Olivier Las Vergnas
Délégué à l'insertion, la formation et l'activité
professionnelles
Cité des Sciences et de l'Industrie
(juillet 1998, article à paraître dans "entreprise
et personnel")
Pour aider à anticiper les évolutions et ne pas
avoir à les subir
conjuguer action culturelle et dispositif d'insertion
Il y a
encore quelques décennies, les trajectoires professionnelles étaient surtout
induites par le modèle familial. L'information sur la vie professionnelle et le
travail procédait principalement de l'implicite et de l'imprégnation, d'autant
que les métiers étaient fortement différenciés, faciles à nommer, à connaître
et pour la plupart d'entre eux à rencontrer, souvent liés à des gestes, des
outils, des machines, des modes de vie.
Cette
prédétermination presque héréditaire de l'orientation ne générait que peu de
besoins d'information, d'écoute et de conseil au choix professionnel ou à
l'élaboration de projets de vie, ce d'autant que le fléau du chômage massif ne
dominait pas encore la situation économique. La notion de trajectoire ou de
projet professionnel n'avait pas encore émergée, n'ayant alors que peu de
nécessité sociale. Les dispositifs de promotion sociale étaient d'ailleurs peu
nombreux, fondés sur le volontarisme et la persévérance et relativement
balisés.
La
société d'aujourd'hui est radicalement différente et la disparition d'une telle
imprégnation professionnelle se traduit symétriquement en terme d'incertitudes
et d'ouverture. Il serait pour le moins regrettable que les individus ne
subissent que les conséquences négatives de cette transformation. Comment
éviter que cette situation ne génère que des inadéquations, des errances et des
déqualifications ? S'attacher à la meilleure adéquation formation initiale et
emploi ne suffit pas ; encore faudrait-il donner à chacun l'envie et les moyens
d'être l'acteur, voire même l'auteur de sa vie professionnelle. Ainsi, l'on mettrait
ce champ de liberté potentielle au service du libre arbitre en donnant plus de
possibilités à chacun de profiter de cette marge de manoeuvre.
A
partir de cette déclaration d'intention, de plus en plus nombreux sont ceux qui
affirment la nécessité d'une culture de l'orientation professionnelle à tout
âge[1].
Cette mise en culture de l'orientation ne recouvre pas seulement la
connaissance du monde du travail et des métiers, mais aussi l'éducation des
choix et la connaissance de soi. Connaître les possibles, savoir choisir et
connaître ses valeurs et ses limites sont en effet trois compétences
inséparables de toute orientation choisie. Les professionnels sont parfaitement
au fait de l'importance de chacun des termes de ce triptyque : l'information
sur les professions et les emplois sont au coeur des préoccupations de tous ;
l'apprentissage des choix et la connaissance de soi sont reconnus comme des
compétences-clés qui fondent l'autonomie de l'individu.
Si
cette importance de la mise en culture de l'orientation est largement acceptée,
l'attention n'est sans doute pas encore assez attirée sur la nécessité de faire
comprendre les changements actuels dans la nature même du travail. Ce dernier
se dématérialise et la mondialisation dérègle les fragiles équilibres
économiques de la planète. Réflexions, expérimentations voire (dé)

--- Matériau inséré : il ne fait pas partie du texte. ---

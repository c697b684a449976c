//! `braze-as` is the assembler executable: one eZ80 (ADL mode) source
//! file in, one `EZ8O` relocatable object out.

use std::{fs::File, path::PathBuf, process};

use argh::FromArgs;
use braze_asm::Assembler;
use braze_errors::Result;
use miette::IntoDiagnostic;

/// The `braze-as` command assembles an eZ80 (ADL mode) source file into
/// a relocatable EZ8O object file.
#[derive(Debug, FromArgs)]
struct BrazeAs {
    /// name and location of the output object. If not specified, the
    /// input name with its extension replaced by `.o` is used.
    #[argh(option, short = 'o')]
    output: Option<PathBuf>,

    /// print a section summary after assembly.
    #[argh(switch, short = 'v')]
    verbose: bool,

    /// the source file to assemble.
    #[argh(positional)]
    input: PathBuf,
}

fn main() -> Result<()> {
    braze_bin::install_error_handler()?;

    let arguments: BrazeAs = argh::from_env();
    let output = arguments.output.unwrap_or_else(|| arguments.input.with_extension("o"));

    let mut assembler = Assembler::new(arguments.verbose);
    assembler.assemble_file(&arguments.input)?;

    // Diagnostics already went to stderr, line by line; a failed run
    // leaves no object behind.
    if assembler.has_errors() {
        process::exit(1);
    }

    let mut sink = File::create(&output).into_diagnostic()?;
    assembler.write_object(&mut sink).into_diagnostic()?;

    Ok(())
}
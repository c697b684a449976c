//! The map-file writer: memory layout, per-object bases, and every
//! global symbol with its origin.

use std::{
    fs::File,
    io::{self, Write},
    path::Path,
};

use braze_object::ez8o::Section;

use crate::{linker::Layout, loader::InputObject, symbols::GlobalSymbols};

pub(crate) fn write_map(
    path: &Path,
    base: u32,
    layout: Layout,
    objects: &[InputObject],
    globals: &GlobalSymbols,
) -> io::Result<()> {
    let mut out = File::create(path)?;

    writeln!(out, "Memory layout")?;
    writeln!(out, "  code  {base:06x}  size {:06x}", layout.total_code)?;
    writeln!(out, "  data  {:06x}  size {:06x}", base + layout.total_code, layout.total_data)?;
    writeln!(
        out,
        "  bss   {:06x}  size {:06x}",
        base + layout.total_code + layout.total_data,
        layout.total_bss
    )?;
    writeln!(out)?;

    writeln!(out, "Objects")?;
    for object in objects {
        writeln!(
            out,
            "  {:<32}  code {:06x}+{:06x}  data {:06x}+{:06x}  bss {:06x}+{:06x}",
            object.name,
            object.code_base,
            object.code_size,
            object.data_base,
            object.data_size,
            object.bss_base,
            object.bss_size,
        )?;
    }
    writeln!(out)?;

    writeln!(out, "Symbols")?;
    let mut symbols: Vec<_> = globals.iter().collect();
    symbols.sort_by(|a, b| a.value.cmp(&b.value).then_with(|| a.name.cmp(&b.name)));

    for symbol in symbols {
        let origin = match symbol.object {
            Some(index) => objects[index].name.as_str(),
            None => "(linker)",
        };
        let kind = match symbol.section {
            Section::Absolute => "abs",
            Section::Code => "code",
            Section::Data => "data",
            Section::Bss => "bss",
        };

        writeln!(out, "  {:06x}  {kind:<4}  {:<24}  {origin}", symbol.value, symbol.name)?;
    }

    Ok(())
}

réglementations sur le temps se multiplient : temps aménagé, temps partagé et
partage du travail, contrat d'activité. Autant d'évolutions qui doivent
modifier les représentations du travail, d'autant qu'en filigrane, c'est sa
place même de valeur centrale dans l'équilibre individuel et collectif qui est en
cause : combien de temps encore la "profession" pourra-t-elle encore
affirmée comme composante essentielle de l'état civil d'un citoyen ?
Un
autre signal d'alarme doit être tiré en ce qui concerne l'apprentissage de
l'initiative et du projet : Inventer, créer son activité, son emploi ? Utopie
ou réelle possibilité ? Comment le savoir ? Qui se préoccupe aujourd'hui
d'aider à répondre à cette question ? Certes, il existe quelques organisations
qui soutiennent voire promeuvent des initiatives individuelles, mais force est
de constater que le système éducatif est frileux dans ce domaine, tout comme
d'ailleurs le monde économique. Ces questions révèlent un double manque : d'une
part peu de choses sont faites pour développer l'apprentissage du projet qu'il
soit économique ou non, d'autre part, la sensibilisation et la formation à
l'esprit d'entreprendre sont quasiment inexistantes. Tout concourt à ce que nos
concitoyens pensent que le seul salut professionnel se trouve dans la recherche
forcenée d'une offre d'emploi sur le marché fermé de la vie professionnelle.
Comment
agir pour le développement et le partage de cette culture de l'orientation ? Il
s'agit avant tout de questions culturelles, puisqu'il est question de faire
évoluer les représentations du travail et de la vie professionnelle. Au côté
des services de l'emploi, de la formation et de l'insertion, le système
éducatif, les médias et tous les acteurs culturels commencent à se mobiliser
directement. C'est ainsi que l'on voit se développer quelques offres de
services, adaptées à des besoins qui complètent, voire transforment, les
fonctions traditionnelles de certains médias ou de lieux culturels.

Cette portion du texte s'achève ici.